Эта мысль не из тех, о которых мне хотелось бы много думать, но во всем этом есть что-то нервирующее, что заставляет меня рухнуть на свое место в клетке. Мое тело было словно налито свинцом от всех танцев и ходьбы, которые нам пришлось сделать.
Мои ноги свело судорогой, мне не разрешили ехать в повозке с женщинами и детьми. Говорят, что любой мужчина, который не умеет ездить верхом, вообще не мужчина. А как насчет мужчин, которые даже ходить не умеют? Когда я начал засыпать, все, о чем я мог думать, это что бы сказал мой отец, если бы увидел свою некогда гордую семью?
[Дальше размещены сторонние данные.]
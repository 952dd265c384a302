//! Level forward-flight performance with Glauert inflow.

use rotor_aero::{
    FlightCondition, compressible_profile_drag, forward_profile_power_hp, glauert_inflow,
    hover_induced_velocity, profile_drag, thrust_coefficient, tip_loss_factor,
};
use rotor_atmosphere::AtmosphericPoint;
use rotor_core::constants::FT_LB_S_PER_HP;
use rotor_core::units::knots_to_ft_s;
use rotor_propulsion::{PerformanceWarning, Regime};
use serde::Serialize;

use crate::helicopter::{Helicopter, PerformanceError, input_warnings};

/// Advance ratio above which the model is outside its validated range.
pub const ADVANCE_RATIO_LIMIT: f64 = 0.4;

/// One or more true airspeeds (kt) to analyse, in order.
#[derive(Debug, Clone, PartialEq, Default)]
pub struct Airspeeds(Vec<f64>);

impl Airspeeds {
    /// `count` evenly spaced speeds from `start_kt` to `end_kt` inclusive.
    pub fn sweep(start_kt: f64, end_kt: f64, count: usize) -> Self {
        match count {
            0 => Self(Vec::new()),
            1 => Self(vec![start_kt]),
            _ => {
                let step = (end_kt - start_kt) / (count - 1) as f64;
                Self((0..count).map(|i| start_kt + step * i as f64).collect())
            }
        }
    }

    pub fn as_slice(&self) -> &[f64] {
        &self.0
    }

    pub fn len(&self) -> usize {
        self.0.len()
    }

    pub fn is_empty(&self) -> bool {
        self.0.is_empty()
    }
}

impl From<f64> for Airspeeds {
    fn from(value: f64) -> Self {
        Self(vec![value])
    }
}

impl From<Vec<f64>> for Airspeeds {
    fn from(values: Vec<f64>) -> Self {
        Self(values)
    }
}

impl From<&[f64]> for Airspeeds {
    fn from(values: &[f64]) -> Self {
        Self(values.to_vec())
    }
}

#[derive(Debug, Clone, Copy, PartialEq)]
pub struct ForwardFlightOptions {
    /// Induced-power factor applied to both rotors.
    pub k_i: f64,
}

impl Default for ForwardFlightOptions {
    fn default() -> Self {
        Self { k_i: 1.0 }
    }
}

/// Performance at one airspeed.
#[derive(Debug, Clone, PartialEq, Serialize)]
pub struct ForwardFlightRow {
    pub airspeed_kt: f64,
    pub dynamic_pressure_psf: f64,
    pub advance_ratio: f64,
    pub induced_velocity_ft_s: f64,
    pub ct_over_sigma: f64,
    pub stall_drag_increment: f64,
    pub drag_divergence_mach: f64,
    pub advancing_tip_mach: f64,
    pub compressibility_drag_increment: f64,
    pub profile_drag_coefficient: f64,
    pub induced_hp: f64,
    pub profile_hp: f64,
    pub parasite_hp: f64,
    pub main_rotor_hp: f64,
    pub main_rotor_torque_ft_lb: f64,
    pub antitorque_thrust_lb: f64,
    pub fin_lift_lb: f64,
    pub fin_induced_drag_lb: f64,
    pub tail_rotor_thrust_lb: f64,
    pub tail_rotor_induced_velocity_ft_s: f64,
    pub tail_rotor_hp: f64,
    pub shp_installed: f64,
    pub shp_uninstalled: f64,
    pub lift_to_drag: f64,
    pub power_pct: f64,
    pub sfc_lb_per_hp_hr: f64,
    pub fuel_flow_lb_hr: f64,
    pub specific_range_nm_per_lb: f64,
    pub rate_of_climb_fpm: f64,
    pub warnings: Vec<PerformanceWarning>,
}

/// Rows in input airspeed order.
#[derive(Debug, Clone, PartialEq, Default, Serialize)]
pub struct ForwardFlightTable {
    pub rows: Vec<ForwardFlightRow>,
}

impl ForwardFlightTable {
    /// Minimum uninstalled power row (best endurance).
    pub fn minimum_power(&self) -> Option<&ForwardFlightRow> {
        self.rows
            .iter()
            .min_by(|a, b| a.shp_uninstalled.total_cmp(&b.shp_uninstalled))
    }

    /// Maximum specific range row.
    pub fn best_range(&self) -> Option<&ForwardFlightRow> {
        self.rows
            .iter()
            .max_by(|a, b| a.specific_range_nm_per_lb.total_cmp(&b.specific_range_nm_per_lb))
    }

    pub fn max_rate_of_climb(&self) -> Option<&ForwardFlightRow> {
        self.rows
            .iter()
            .max_by(|a, b| a.rate_of_climb_fpm.total_cmp(&b.rate_of_climb_fpm))
    }

    pub fn first(&self) -> Option<&ForwardFlightRow> {
        self.rows.first()
    }
}

pub(crate) fn solve(
    helicopter: &Helicopter,
    atmosphere: &AtmosphericPoint,
    airspeeds: &Airspeeds,
    options: &ForwardFlightOptions,
) -> Result<ForwardFlightTable, PerformanceError> {
    helicopter.check_conditions(atmosphere)?;
    if !(options.k_i.is_finite() && options.k_i > 0.0) {
        return Err(PerformanceError::InvalidConfiguration(format!(
            "induced power factor must be positive, got {}",
            options.k_i
        )));
    }
    if let Some(bad) = airspeeds
        .as_slice()
        .iter()
        .find(|v| !(v.is_finite() && **v >= 0.0))
    {
        return Err(PerformanceError::InvalidConfiguration(format!(
            "airspeed must be finite and non-negative, got {bad} kt"
        )));
    }

    let rows = airspeeds
        .as_slice()
        .iter()
        .map(|&airspeed_kt| solve_row(helicopter, atmosphere, airspeed_kt, options.k_i))
        .collect::<Result<Vec<_>, _>>()?;
    Ok(ForwardFlightTable { rows })
}

fn solve_row(
    helicopter: &Helicopter,
    atmosphere: &AtmosphericPoint,
    airspeed_kt: f64,
    k_i: f64,
) -> Result<ForwardFlightRow, PerformanceError> {
    let config = helicopter.config();
    let main = &config.main_rotor;
    let tail = &config.tail_rotor;
    let airframe = &config.airframe;
    let rho = atmosphere.density_slug_ft3;
    let gross_weight_lb = helicopter.gross_weight_lb();

    let airspeed = knots_to_ft_s(airspeed_kt);
    let q = 0.5 * rho * airspeed.powi(2);
    let tip_speed = main.tip_speed_ft_s();
    let mu = airspeed / tip_speed;
    if mu >= 1.0 {
        return Err(PerformanceError::InvalidConfiguration(format!(
            "advance ratio {mu:.3} at {airspeed_kt} kt reaches the rotor tip speed"
        )));
    }

    // Main rotor
    let thrust = gross_weight_lb * (1.0 + airframe.download_fraction);
    let ct = thrust_coefficient(thrust, rho, main.disk_area_ft2(), tip_speed);
    let tip_loss = tip_loss_factor(ct, main.blade_count)?;
    let v0 = hover_induced_velocity(thrust, rho, main.radius_ft(), tip_loss);
    let induced_velocity = glauert_inflow(v0, airspeed)?;
    let ct_over_sigma = ct / main.solidity();

    // Base profile drag is frozen at its sea-level value; altitude enters through the rises.
    let base_cd = compressible_profile_drag(
        main.cd0,
        tip_speed,
        AtmosphericPoint::sea_level().speed_of_sound_ft_s,
    );
    let drag = profile_drag(
        base_cd,
        &FlightCondition {
            ct_over_sigma,
            advance_ratio: mu,
            airspeed_ft_s: airspeed,
            tip_speed_ft_s: tip_speed,
            speed_of_sound_ft_s: atmosphere.speed_of_sound_ft_s,
            dynamic_pressure_psf: q,
            flat_plate_area_ft2: airframe.flat_plate_area_ft2,
            gross_weight_lb,
        },
    );

    let induced_hp = k_i * thrust * induced_velocity / FT_LB_S_PER_HP;
    let profile_hp = forward_profile_power_hp(main, drag.cd, mu, rho);
    let parasite_hp = airframe.flat_plate_area_ft2 * rho * airspeed.powi(3) / 1100.0;
    let main_rotor_hp = induced_hp + profile_hp + parasite_hp;
    let main_rotor_torque_ft_lb = FT_LB_S_PER_HP * main_rotor_hp / main.omega_rad_s;

    // Tail rotor, offloaded by the vertical fin
    let antitorque_thrust_lb = main_rotor_torque_ft_lb / airframe.tail_arm_ft;
    let fin_lift_lb = airframe.fin_lift_coefficient * airframe.fin_area_ft2 * q;
    let fin_induced_drag_lb = if q > 0.0 {
        fin_lift_lb.powi(2) / (2.0 * q * airframe.fin_area_ft2 * airframe.fin_aspect_ratio)
    } else {
        0.0
    };
    let tail_rotor_thrust_lb = antitorque_thrust_lb - fin_lift_lb;
    let tail_v0 = (tail_rotor_thrust_lb.abs() / (2.0 * rho * tail.disk_area_ft2())).sqrt();
    let tail_induced_velocity = glauert_inflow(tail_v0, airspeed)?;
    let tail_rotor_hp = k_i * tail_rotor_thrust_lb.abs() * tail_induced_velocity / FT_LB_S_PER_HP
        + forward_profile_power_hp(tail, tail.cd0, mu, rho);

    // Engine
    let engine = helicopter
        .engine()
        .operating_point(Regime::Forward, main_rotor_hp, tail_rotor_hp);
    let uninstalled = engine.shaft.uninstalled_hp;
    let rated = helicopter.engine().config().rated_power_hp;
    let specific_range_nm_per_lb = if engine.fuel_flow_lb_hr > 0.0 && airspeed_kt > 0.0 {
        airspeed_kt / engine.fuel_flow_lb_hr
    } else {
        0.0
    };
    let rate_of_climb_fpm = 33_000.0 * (rated - uninstalled) / gross_weight_lb;
    let lift_to_drag = if uninstalled > 0.0 {
        gross_weight_lb * airspeed / (FT_LB_S_PER_HP * uninstalled)
    } else {
        0.0
    };

    let mut warnings = input_warnings(k_i, ct_over_sigma);
    if mu > ADVANCE_RATIO_LIMIT {
        warnings.push(PerformanceWarning::AdvanceRatio { mu });
    }
    warnings.extend(engine.warnings);
    for warning in &warnings {
        warning.log();
    }

    Ok(ForwardFlightRow {
        airspeed_kt,
        dynamic_pressure_psf: q,
        advance_ratio: mu,
        induced_velocity_ft_s: induced_velocity,
        ct_over_sigma,
        stall_drag_increment: drag.stall_increment,
        drag_divergence_mach: drag.drag_divergence_mach,
        advancing_tip_mach: drag.advancing_tip_mach,
        compressibility_drag_increment: drag.compressibility_increment,
        profile_drag_coefficient: drag.cd,
        induced_hp,
        profile_hp,
        parasite_hp,
        main_rotor_hp,
        main_rotor_torque_ft_lb,
        antitorque_thrust_lb,
        fin_lift_lb,
        fin_induced_drag_lb,
        tail_rotor_thrust_lb,
        tail_rotor_induced_velocity_ft_s: tail_induced_velocity,
        tail_rotor_hp,
        shp_installed: engine.shaft.installed_hp,
        shp_uninstalled: uninstalled,
        lift_to_drag,
        power_pct: engine.shaft.power_pct,
        sfc_lb_per_hp_hr: engine.sfc_lb_per_hp_hr,
        fuel_flow_lb_hr: engine.fuel_flow_lb_hr,
        specific_range_nm_per_lb,
        rate_of_climb_fpm,
        warnings,
    })
}
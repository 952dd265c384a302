//! Configuration models and loaders for the rotorcraft performance workspace.

use std::fs::File;
use std::path::{Path, PathBuf};

use serde::Deserialize;
use thiserror::Error;

pub mod mission;
pub mod summary;
pub mod vehicle;

pub use mission::{ManeuverKind, ManeuverRecord};
pub use summary::{ConfigOverride, FieldSpec, OverrideOp, parse_summary};
pub use vehicle::{
    AirframeConfig, EngineConfig, LoadingConfig, RotorConfig, RotorRole, VehicleConfig,
};

/// Errors that can occur while loading or validating configuration.
#[derive(Debug, Error)]
pub enum ConfigError {
    #[error("failed to read configuration: {0}")]
    Io(#[from] std::io::Error),
    #[error("failed to parse YAML: {0}")]
    Parse(#[from] serde_yaml::Error),
    #[error("failed to parse TOML: {0}")]
    Toml(#[from] toml::de::Error),
    #[error("invalid value for `{field}`: {reason}")]
    Invalid { field: String, reason: String },
    #[error("missing required field `{0}`")]
    MissingField(String),
    #[error("unknown configuration field `{0}`")]
    UnknownField(String),
    #[error("summary line {line}: {reason}")]
    Summary { line: usize, reason: String },
    #[error("vehicle `{0}` not found in catalog")]
    NotFound(String),
    #[error("configuration catalog is empty")]
    EmptyCatalog,
}

impl ConfigError {
    pub(crate) fn invalid(field: impl Into<String>, reason: impl Into<String>) -> Self {
        ConfigError::Invalid {
            field: field.into(),
            reason: reason.into(),
        }
    }
}

/// Load every vehicle configuration found at `path`.
///
/// A YAML file may hold a single vehicle or a list, a TOML file holds one vehicle, and
/// a directory is scanned for `*.toml` files in name order.
pub fn load_vehicle_configs<P: AsRef<Path>>(path: P) -> Result<Vec<VehicleConfig>, ConfigError> {
    load_records(path)
}

/// Load one vehicle from `path`, selecting by name when the source holds several.
pub fn load_vehicle_config<P: AsRef<Path>>(
    path: P,
    name: Option<&str>,
) -> Result<VehicleConfig, ConfigError> {
    select_vehicle(load_vehicle_configs(path)?, name)
}

/// Pick a vehicle from a loaded catalog. Without a name the first entry wins.
pub fn select_vehicle(
    vehicles: Vec<VehicleConfig>,
    name: Option<&str>,
) -> Result<VehicleConfig, ConfigError> {
    if vehicles.is_empty() {
        return Err(ConfigError::EmptyCatalog);
    }
    match name {
        None => vehicles.into_iter().next().ok_or(ConfigError::EmptyCatalog),
        Some(wanted) => vehicles
            .into_iter()
            .find(|vehicle| vehicle.name.eq_ignore_ascii_case(wanted))
            .ok_or_else(|| ConfigError::NotFound(wanted.to_string())),
    }
}

/// Load a mission profile: an ordered list of maneuver records.
///
/// YAML files may be a bare list or a `maneuvers:` mapping; TOML files use a
/// `[[maneuvers]]` array of tables.
pub fn load_mission<P: AsRef<Path>>(path: P) -> Result<Vec<ManeuverRecord>, ConfigError> {
    let path = path.as_ref();
    let file: MissionFile = if is_toml(path) {
        let contents = std::fs::read_to_string(path)?;
        MissionFile::Table(toml::from_str(&contents)?)
    } else {
        let reader = File::open(path)?;
        let value: serde_yaml::Value = serde_yaml::from_reader(reader)?;
        if value.is_sequence() {
            MissionFile::List(serde_yaml::from_value(value)?)
        } else {
            MissionFile::Table(serde_yaml::from_value(value)?)
        }
    };
    Ok(file.into_records())
}

#[derive(Debug)]
enum MissionFile {
    List(Vec<ManeuverRecord>),
    Table(MissionTable),
}

#[derive(Debug, Deserialize)]
#[serde(deny_unknown_fields)]
struct MissionTable {
    maneuvers: Vec<ManeuverRecord>,
}

impl MissionFile {
    fn into_records(self) -> Vec<ManeuverRecord> {
        match self {
            MissionFile::List(records) => records,
            MissionFile::Table(table) => table.maneuvers,
        }
    }
}

fn load_records<T, P>(path: P) -> Result<Vec<T>, ConfigError>
where
    T: for<'de> Deserialize<'de>,
    P: AsRef<Path>,
{
    let path = path.as_ref();
    if path.is_dir() {
        read_dir_records(path)
    } else if is_toml(path) {
        let contents = std::fs::read_to_string(path)?;
        let record: T = toml::from_str(&contents)?;
        Ok(vec![record])
    } else {
        let reader = File::open(path)?;
        let value: serde_yaml::Value = serde_yaml::from_reader(reader)?;
        if value.is_sequence() {
            Ok(serde_yaml::from_value(value)?)
        } else {
            Ok(vec![serde_yaml::from_value(value)?])
        }
    }
}

fn read_dir_records<T>(dir: &Path) -> Result<Vec<T>, ConfigError>
where
    T: for<'de> Deserialize<'de>,
{
    let mut records = Vec::new();
    let mut entries: Vec<PathBuf> = std::fs::read_dir(dir)?
        .filter_map(|entry| entry.ok().map(|e| e.path()))
        .filter(|path| is_toml(path))
        .collect();
    entries.sort();
    for path in entries {
        let contents = std::fs::read_to_string(&path)?;
        let record: T = toml::from_str(&contents)?;
        records.push(record);
    }
    Ok(records)
}

fn is_toml(path: &Path) -> bool {
    path.extension().map(|ext| ext == "toml").unwrap_or(false)
}
//! Glauert forward-flight induced velocity.
//!
//! Momentum balance in edgewise flight gives `v·√(V² + v²) = v₀²`, with `v₀` the hover
//! induced velocity at the same thrust. Squaring yields the quadratic-in-`v²` form
//! `v⁴ + V²v² − v₀⁴ = 0`, solved here by Newton iteration from `v₀`.

use crate::AeroError;

const MAX_ITERATIONS: usize = 50;
const RELATIVE_TOLERANCE: f64 = 1e-10;

/// Induced velocity (ft/s) at `airspeed` (ft/s) for hover induced velocity `v0` (ft/s).
pub fn glauert_inflow(v0: f64, airspeed: f64) -> Result<f64, AeroError> {
    if !v0.is_finite() || !airspeed.is_finite() {
        return Err(AeroError::ConvergenceFailure {
            iterations: 0,
            residual: f64::NAN,
        });
    }
    if v0 == 0.0 {
        return Ok(0.0);
    }

    let v0 = v0.abs();
    let v2 = airspeed.powi(2);
    let target = v0.powi(4);
    let tolerance = RELATIVE_TOLERANCE * v0.max(1.0);
    let residual = |v: f64| v.powi(4) + v2 * v.powi(2) - target;

    // f is convex and increasing for v > 0 with f(v0) >= 0, so Newton from v0 descends
    // monotonically onto the root.
    let mut v = v0;
    for iteration in 1..=MAX_ITERATIONS {
        let slope = 4.0 * v.powi(3) + 2.0 * v2 * v;
        if slope == 0.0 || !slope.is_finite() {
            break;
        }
        let step = residual(v) / slope;
        v -= step;
        if step.abs() <= tolerance {
            tracing::debug!(iterations = iteration, v, "glauert inflow converged");
            return Ok(v);
        }
    }

    Err(AeroError::ConvergenceFailure {
        iterations: MAX_ITERATIONS,
        residual: residual(v),
    })
}

/// Closed-form root of the same balance, kept as an independent check.
pub fn glauert_closed_form(v0: f64, airspeed: f64) -> f64 {
    if v0 == 0.0 {
        return 0.0;
    }
    let ratio = airspeed / v0;
    v0 * (-0.5 * ratio.powi(2) + (ratio.powi(4) / 4.0 + 1.0).sqrt()).sqrt()
}
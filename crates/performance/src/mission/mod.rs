//! Sequential mission fuel-burn stepper.

pub mod maneuver;

pub use maneuver::{Maneuver, RecordError};

use rotor_atmosphere::AtmosphereProvider;
use rotor_config::{ManeuverKind, ManeuverRecord};
use rotor_core::time::minutes_to_hours;
use rotor_propulsion::{PerformanceWarning, Rating};
use serde::Serialize;

use crate::forward::ForwardFlightOptions;
use crate::helicopter::{Helicopter, PerformanceError};
use crate::hover::{GroundEffect, HoverOptions};

/// Top-level mission error.
#[derive(Debug, thiserror::Error)]
pub enum MissionError {
    #[error("segment {index} ({kind}) failed: {source}")]
    Segment {
        index: usize,
        kind: ManeuverKind,
        #[source]
        source: PerformanceError,
    },
    #[error("mission record {index} is invalid: {reason}")]
    InvalidRecord { index: usize, reason: String },
}

/// Knobs shared by every segment of a mission.
#[derive(Debug, Clone, Copy, PartialEq)]
pub struct MissionOptions {
    /// Ground speed credited during MCP climbs (kt).
    pub climb_credit_speed_kt: f64,
    pub hover: HoverOptions,
    pub forward_flight: ForwardFlightOptions,
}

impl Default for MissionOptions {
    fn default() -> Self {
        Self {
            climb_credit_speed_kt: 120.0,
            hover: HoverOptions::default(),
            forward_flight: ForwardFlightOptions::default(),
        }
    }
}

/// Outcome of one segment.
#[derive(Debug, Clone, PartialEq, Serialize)]
pub struct SegmentReport {
    pub index: usize,
    pub kind: ManeuverKind,
    pub fuel_burned_lb: f64,
    pub fuel_remaining_lb: f64,
    pub gross_weight_lb: f64,
    pub distance_nm: f64,
    pub warnings: Vec<PerformanceWarning>,
}

/// Whole-mission totals plus the per-segment breakdown.
#[derive(Debug, Clone, PartialEq, Serialize)]
pub struct MissionReport {
    pub segments: Vec<SegmentReport>,
    pub fuel_burned_lb: f64,
    pub fuel_remaining_lb: f64,
    pub range_nm: f64,
    pub final_gross_weight_lb: f64,
}

/// Convert file records into typed maneuvers, reporting the first bad record.
pub fn maneuvers_from_records(records: &[ManeuverRecord]) -> Result<Vec<Maneuver>, MissionError> {
    records
        .iter()
        .enumerate()
        .map(|(index, record)| {
            Maneuver::try_from(record).map_err(|err| MissionError::InvalidRecord {
                index,
                reason: err.to_string(),
            })
        })
        .collect()
}

/// Fly `maneuvers` in order, burning fuel from the helicopter's state.
///
/// The first failing segment aborts the mission; the state is left as it was after the
/// last successful segment.
pub fn fly_mission<A: AtmosphereProvider>(
    helicopter: &mut Helicopter,
    maneuvers: &[Maneuver],
    atmosphere: &A,
    options: &MissionOptions,
) -> Result<MissionReport, MissionError> {
    let starting_fuel = helicopter.state().fuel_weight_lb();
    let mut segments = Vec::with_capacity(maneuvers.len());
    let mut range_nm = 0.0;

    for (index, maneuver) in maneuvers.iter().enumerate() {
        let kind = maneuver.kind();
        let segment = step(helicopter, maneuver, atmosphere, options).map_err(|source| {
            MissionError::Segment {
                index,
                kind,
                source,
            }
        })?;
        range_nm += segment.distance_nm;

        let state = helicopter.state();
        tracing::info!(
            index,
            kind = %kind,
            fuel_burned_lb = segment.fuel_lb,
            fuel_remaining_lb = state.fuel_weight_lb(),
            gross_weight_lb = state.gross_weight_lb(),
            distance_nm = segment.distance_nm,
            "segment complete"
        );
        segments.push(SegmentReport {
            index,
            kind,
            fuel_burned_lb: segment.fuel_lb,
            fuel_remaining_lb: state.fuel_weight_lb(),
            gross_weight_lb: state.gross_weight_lb(),
            distance_nm: segment.distance_nm,
            warnings: segment.warnings,
        });
    }

    let state = helicopter.state();
    tracing::info!(
        fuel_remaining_lb = state.fuel_weight_lb(),
        range_nm,
        "mission complete"
    );
    Ok(MissionReport {
        segments,
        fuel_burned_lb: starting_fuel - state.fuel_weight_lb(),
        fuel_remaining_lb: state.fuel_weight_lb(),
        range_nm,
        final_gross_weight_lb: state.gross_weight_lb(),
    })
}

struct SegmentOutcome {
    fuel_lb: f64,
    distance_nm: f64,
    warnings: Vec<PerformanceWarning>,
}

impl SegmentOutcome {
    fn burn(fuel_lb: f64) -> Self {
        Self {
            fuel_lb,
            distance_nm: 0.0,
            warnings: Vec::new(),
        }
    }
}

fn step<A: AtmosphereProvider>(
    helicopter: &mut Helicopter,
    maneuver: &Maneuver,
    atmosphere: &A,
    options: &MissionOptions,
) -> Result<SegmentOutcome, PerformanceError> {
    let outcome = match *maneuver {
        Maneuver::Idle { minutes } => {
            SegmentOutcome::burn(helicopter.idle_fuel_flow() * minutes_to_hours(minutes))
        }
        Maneuver::Irp { minutes } => SegmentOutcome::burn(
            helicopter.rating_fuel_flow(Rating::Irp) * minutes_to_hours(minutes),
        ),
        Maneuver::McpClimb { minutes, .. } => {
            let hours = minutes_to_hours(minutes);
            SegmentOutcome {
                fuel_lb: helicopter.rating_fuel_flow(Rating::Mcp) * hours,
                distance_nm: options.climb_credit_speed_kt * hours,
                warnings: Vec::new(),
            }
        }
        Maneuver::Cruise {
            altitude_ft,
            distance_nm,
            airspeed_kt,
        } => {
            let point = atmosphere.at(altitude_ft)?;
            let table = helicopter.forward_flight(&point, airspeed_kt, &options.forward_flight)?;
            let row = single_row(table.rows)?;
            if !(row.specific_range_nm_per_lb > 0.0) {
                return Err(PerformanceError::InvalidConfiguration(format!(
                    "no positive specific range at {airspeed_kt} kt"
                )));
            }
            SegmentOutcome {
                fuel_lb: distance_nm / row.specific_range_nm_per_lb,
                distance_nm,
                warnings: row.warnings,
            }
        }
        Maneuver::Loiter {
            altitude_ft,
            minutes,
            airspeed_kt,
        } => {
            let point = atmosphere.at(altitude_ft)?;
            let table = helicopter.forward_flight(&point, airspeed_kt, &options.forward_flight)?;
            let row = single_row(table.rows)?;
            SegmentOutcome {
                fuel_lb: row.fuel_flow_lb_hr * minutes_to_hours(minutes),
                distance_nm: 0.0,
                warnings: row.warnings,
            }
        }
        Maneuver::Hover {
            altitude_ft,
            minutes,
        } => hover_segment(helicopter, atmosphere, altitude_ft, minutes, 0.0, options)?,
        Maneuver::Climb {
            altitude_ft,
            minutes,
            rate_of_climb_fpm,
        } => hover_segment(
            helicopter,
            atmosphere,
            altitude_ft,
            minutes,
            rate_of_climb_fpm,
            options,
        )?,
        Maneuver::Unload {
            payload_lb,
            idle_minutes,
        } => {
            let mut state = helicopter.state().clone();
            state.unload(payload_lb)?;
            let fuel_lb = helicopter.idle_fuel_flow() * minutes_to_hours(idle_minutes);
            state.burn(fuel_lb)?;
            *helicopter.state_mut() = state;
            return Ok(SegmentOutcome::burn(fuel_lb));
        }
    };

    helicopter.burn(outcome.fuel_lb)?;
    Ok(outcome)
}

fn hover_segment<A: AtmosphereProvider>(
    helicopter: &Helicopter,
    atmosphere: &A,
    altitude_ft: f64,
    minutes: f64,
    rate_of_climb_fpm: f64,
    options: &MissionOptions,
) -> Result<SegmentOutcome, PerformanceError> {
    let point = atmosphere.at(altitude_ft)?;
    let hover_options = HoverOptions {
        ground_effect: GroundEffect::OutOfGroundEffect,
        rate_of_climb_fpm,
        ..options.hover
    };
    let record = helicopter.hover(&point, &hover_options)?;
    Ok(SegmentOutcome {
        fuel_lb: record.sfc_lb_per_hp_hr * record.shp_uninstalled * minutes_to_hours(minutes),
        distance_nm: 0.0,
        warnings: record.warnings,
    })
}

fn single_row(
    rows: Vec<crate::forward::ForwardFlightRow>,
) -> Result<crate::forward::ForwardFlightRow, PerformanceError> {
    rows.into_iter().next().ok_or_else(|| {
        PerformanceError::InvalidConfiguration("forward flight produced no rows".to_string())
    })
}
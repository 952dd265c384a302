//! Re-exported APIs for consumers of the performance crate.

pub use crate::forward::{Airspeeds, ForwardFlightOptions, ForwardFlightRow, ForwardFlightTable};
pub use crate::helicopter::{Helicopter, PerformanceError};
pub use crate::hover::{GroundEffect, HoverOptions, HoverRecord};
pub use crate::mission::{
    Maneuver, MissionError, MissionOptions, MissionReport, SegmentReport, fly_mission,
    maneuvers_from_records,
};
pub use crate::state::{StateError, VehicleState};
pub use rotor_aero::DragPolar;
pub use rotor_propulsion::{PerformanceWarning, PowerPlant, Rating, Regime};

pub mod vehicle {
    use std::path::Path;

    use rotor_config::ConfigError;
    use thiserror::Error;

    use crate::helicopter::{Helicopter, PerformanceError};

    /// Errors surfaced when loading a helicopter from a catalog.
    #[derive(Debug, Error)]
    pub enum VehicleError {
        #[error(transparent)]
        Config(#[from] ConfigError),
        #[error(transparent)]
        Performance(#[from] PerformanceError),
    }

    /// Load a vehicle catalog and build the named (or first) helicopter.
    pub fn load<P: AsRef<Path>>(path: P, name: Option<&str>) -> Result<Helicopter, VehicleError> {
        let config = rotor_config::load_vehicle_config(path, name)?;
        Ok(Helicopter::new(config)?)
    }
}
Интересно, если бы он был уже мертв, казнили бы его или он бы упал на поле боя вместе с остальными. Липкий воздух лип к моей коже, пока я медленно засыпал, когда-то постоянные всхлипы Томмена прекратились, и он, как и я, потерял сознание от полного истощения и страха. Я уверен, что завтра будет наш последний день, независимо от того, кто победит.
Солнце еще даже не выглянуло из-за холмов, мое сердце колотилось в груди, когда я медленно начал открывать глаза, когда панические вопли заполнили мои уши. Рев паники был заглушен звуком 1000 громоподобных копыт, эхом отдававшихся в моих ушах. Мимо меня промчались люди с изогнутым клинком в форме полумесяца, и пронзительное ржание лошадей затопило мои уши.
Ранний утренний свет окрасил небо в светло-розовый цвет, когда солнце медленно начало подниматься над долиной. Я посмотрел на облака, прогремел гром, но я не увидел черных облаков. В тот момент я понял, что вызвало этот звук. Я вскочил на свои ноющие, сведенные судорогой ноги в надежде увидеть что-то.
В тот момент я едва мог ясно мыслить. Я наблюдал, как огромное черное тело с размахом крыльев в 100 футов и растущими багрово-красными крыльями уставилось на меня, и меня охватило волной жара.
Я наблюдал, как его гигантская пасть открылась, когда опасные зубы в форме кинжала щелкнули по размеру, когда спиральные черные и красные языки пламени вырвались наружу. Земля сменила цвет с ярко-изумрудного на глубокий мангольдный, когда трава быстро начала умирать. Пронзительный крик наполнил утренний воздух, когда я резко поднял голову и увидел, что Джой и Мирцелла обе плакали.
Прижавшись друг к другу, они заметили, как тот самый дракон, который отнял у них все, пролетел по небу. В этот момент до них дошло, что Кхалесси, управлявший могущественным Кхаласаром, был другом Вагонов. Они сражались не только с повелителями лошадей, они сражались и с повелителями драконов. Но что это значит для нас? Мы умрем, сгорая заживо, как какое-то животное.